◆ **YOUR TASK**: Where a line holds the word "SimScaler", count it, then give only the total for the entries below.

#####

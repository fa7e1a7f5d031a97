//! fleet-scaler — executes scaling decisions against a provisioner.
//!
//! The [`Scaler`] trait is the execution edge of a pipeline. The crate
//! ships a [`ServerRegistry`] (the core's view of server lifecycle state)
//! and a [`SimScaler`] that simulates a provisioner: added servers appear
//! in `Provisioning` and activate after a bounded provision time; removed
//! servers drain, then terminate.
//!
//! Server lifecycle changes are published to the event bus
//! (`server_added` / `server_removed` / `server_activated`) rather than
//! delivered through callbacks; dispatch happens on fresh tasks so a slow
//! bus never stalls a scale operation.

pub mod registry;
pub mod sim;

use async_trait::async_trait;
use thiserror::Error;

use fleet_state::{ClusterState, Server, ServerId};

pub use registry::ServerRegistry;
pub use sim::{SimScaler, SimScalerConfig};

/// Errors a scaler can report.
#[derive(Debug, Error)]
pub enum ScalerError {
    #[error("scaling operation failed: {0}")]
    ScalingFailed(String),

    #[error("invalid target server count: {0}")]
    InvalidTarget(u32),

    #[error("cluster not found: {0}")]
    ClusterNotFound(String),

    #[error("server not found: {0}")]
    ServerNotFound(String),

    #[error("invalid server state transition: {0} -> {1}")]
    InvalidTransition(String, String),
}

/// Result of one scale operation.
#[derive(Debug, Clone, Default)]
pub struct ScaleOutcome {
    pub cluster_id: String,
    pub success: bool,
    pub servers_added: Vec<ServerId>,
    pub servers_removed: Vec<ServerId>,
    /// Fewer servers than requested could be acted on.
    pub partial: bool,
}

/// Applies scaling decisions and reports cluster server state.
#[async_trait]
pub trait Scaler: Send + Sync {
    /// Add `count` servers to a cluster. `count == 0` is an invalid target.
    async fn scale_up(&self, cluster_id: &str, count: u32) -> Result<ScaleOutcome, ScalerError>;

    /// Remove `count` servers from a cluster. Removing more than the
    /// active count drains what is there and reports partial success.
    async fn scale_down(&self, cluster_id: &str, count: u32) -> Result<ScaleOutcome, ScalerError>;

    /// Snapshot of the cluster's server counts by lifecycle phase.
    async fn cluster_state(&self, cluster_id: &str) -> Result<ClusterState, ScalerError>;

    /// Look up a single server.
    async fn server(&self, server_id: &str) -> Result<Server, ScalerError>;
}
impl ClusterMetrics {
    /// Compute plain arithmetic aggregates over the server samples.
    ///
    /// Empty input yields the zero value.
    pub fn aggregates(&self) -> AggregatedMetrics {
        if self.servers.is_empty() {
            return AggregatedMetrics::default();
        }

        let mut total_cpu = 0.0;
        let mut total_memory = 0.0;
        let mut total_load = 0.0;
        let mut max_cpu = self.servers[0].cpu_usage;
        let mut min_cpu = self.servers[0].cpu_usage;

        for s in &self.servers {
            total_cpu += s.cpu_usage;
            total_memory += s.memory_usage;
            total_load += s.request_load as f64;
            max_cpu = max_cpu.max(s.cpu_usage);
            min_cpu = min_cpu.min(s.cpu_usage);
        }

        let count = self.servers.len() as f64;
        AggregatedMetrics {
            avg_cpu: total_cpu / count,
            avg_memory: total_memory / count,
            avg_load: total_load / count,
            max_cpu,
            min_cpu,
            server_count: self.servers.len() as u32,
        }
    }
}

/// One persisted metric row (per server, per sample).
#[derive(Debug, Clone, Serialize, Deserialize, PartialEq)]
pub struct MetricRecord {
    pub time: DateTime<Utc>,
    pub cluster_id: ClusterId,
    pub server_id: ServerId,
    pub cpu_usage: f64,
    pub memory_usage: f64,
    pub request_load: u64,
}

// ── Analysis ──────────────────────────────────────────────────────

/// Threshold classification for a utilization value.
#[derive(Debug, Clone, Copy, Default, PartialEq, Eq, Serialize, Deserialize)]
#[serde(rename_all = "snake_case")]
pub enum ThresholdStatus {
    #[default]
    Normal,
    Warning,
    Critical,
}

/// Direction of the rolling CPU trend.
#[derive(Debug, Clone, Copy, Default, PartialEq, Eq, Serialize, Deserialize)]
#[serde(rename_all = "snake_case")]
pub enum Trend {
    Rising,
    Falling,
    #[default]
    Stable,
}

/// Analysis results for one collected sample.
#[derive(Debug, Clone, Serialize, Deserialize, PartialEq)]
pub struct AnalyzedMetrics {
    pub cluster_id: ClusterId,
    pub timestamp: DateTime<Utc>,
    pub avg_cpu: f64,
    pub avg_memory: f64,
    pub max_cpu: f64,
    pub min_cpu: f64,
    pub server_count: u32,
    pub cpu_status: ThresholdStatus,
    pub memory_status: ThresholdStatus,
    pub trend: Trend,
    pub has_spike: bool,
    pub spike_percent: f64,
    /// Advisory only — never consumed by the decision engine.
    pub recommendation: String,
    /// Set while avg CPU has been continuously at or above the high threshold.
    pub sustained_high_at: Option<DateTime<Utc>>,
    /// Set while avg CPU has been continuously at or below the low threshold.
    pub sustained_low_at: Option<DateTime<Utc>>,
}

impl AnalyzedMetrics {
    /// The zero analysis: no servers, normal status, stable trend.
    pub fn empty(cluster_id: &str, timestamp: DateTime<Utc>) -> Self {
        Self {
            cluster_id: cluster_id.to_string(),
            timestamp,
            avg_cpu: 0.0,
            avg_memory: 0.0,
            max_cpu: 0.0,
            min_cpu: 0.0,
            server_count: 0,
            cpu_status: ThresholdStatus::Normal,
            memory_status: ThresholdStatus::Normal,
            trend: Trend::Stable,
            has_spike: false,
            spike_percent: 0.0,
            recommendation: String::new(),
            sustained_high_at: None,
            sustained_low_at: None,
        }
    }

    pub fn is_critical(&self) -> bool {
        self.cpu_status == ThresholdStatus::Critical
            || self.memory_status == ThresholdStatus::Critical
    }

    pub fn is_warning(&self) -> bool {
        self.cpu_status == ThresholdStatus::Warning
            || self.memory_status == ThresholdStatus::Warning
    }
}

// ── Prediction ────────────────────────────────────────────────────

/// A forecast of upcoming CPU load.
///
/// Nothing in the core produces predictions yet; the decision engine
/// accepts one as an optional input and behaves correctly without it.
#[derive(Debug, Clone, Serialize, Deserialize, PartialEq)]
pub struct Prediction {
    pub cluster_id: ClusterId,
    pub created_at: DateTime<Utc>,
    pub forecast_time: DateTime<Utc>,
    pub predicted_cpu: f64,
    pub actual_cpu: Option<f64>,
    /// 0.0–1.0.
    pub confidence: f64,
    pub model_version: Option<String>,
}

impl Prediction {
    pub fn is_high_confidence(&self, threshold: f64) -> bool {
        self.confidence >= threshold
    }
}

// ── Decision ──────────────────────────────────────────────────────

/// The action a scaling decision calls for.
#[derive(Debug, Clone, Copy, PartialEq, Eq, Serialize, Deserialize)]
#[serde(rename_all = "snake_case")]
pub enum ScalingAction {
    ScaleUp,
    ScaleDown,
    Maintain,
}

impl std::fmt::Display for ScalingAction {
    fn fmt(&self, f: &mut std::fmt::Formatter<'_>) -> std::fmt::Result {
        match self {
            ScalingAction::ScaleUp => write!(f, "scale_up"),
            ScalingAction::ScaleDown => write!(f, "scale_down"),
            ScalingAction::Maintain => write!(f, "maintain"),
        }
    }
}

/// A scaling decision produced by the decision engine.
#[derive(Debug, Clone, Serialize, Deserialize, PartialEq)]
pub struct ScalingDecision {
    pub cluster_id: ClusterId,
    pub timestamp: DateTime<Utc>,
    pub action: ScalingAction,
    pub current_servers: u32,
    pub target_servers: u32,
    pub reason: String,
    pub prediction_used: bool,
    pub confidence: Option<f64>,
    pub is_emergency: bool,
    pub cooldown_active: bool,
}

#####

◆ **WRITTEN RESPONSE**: 2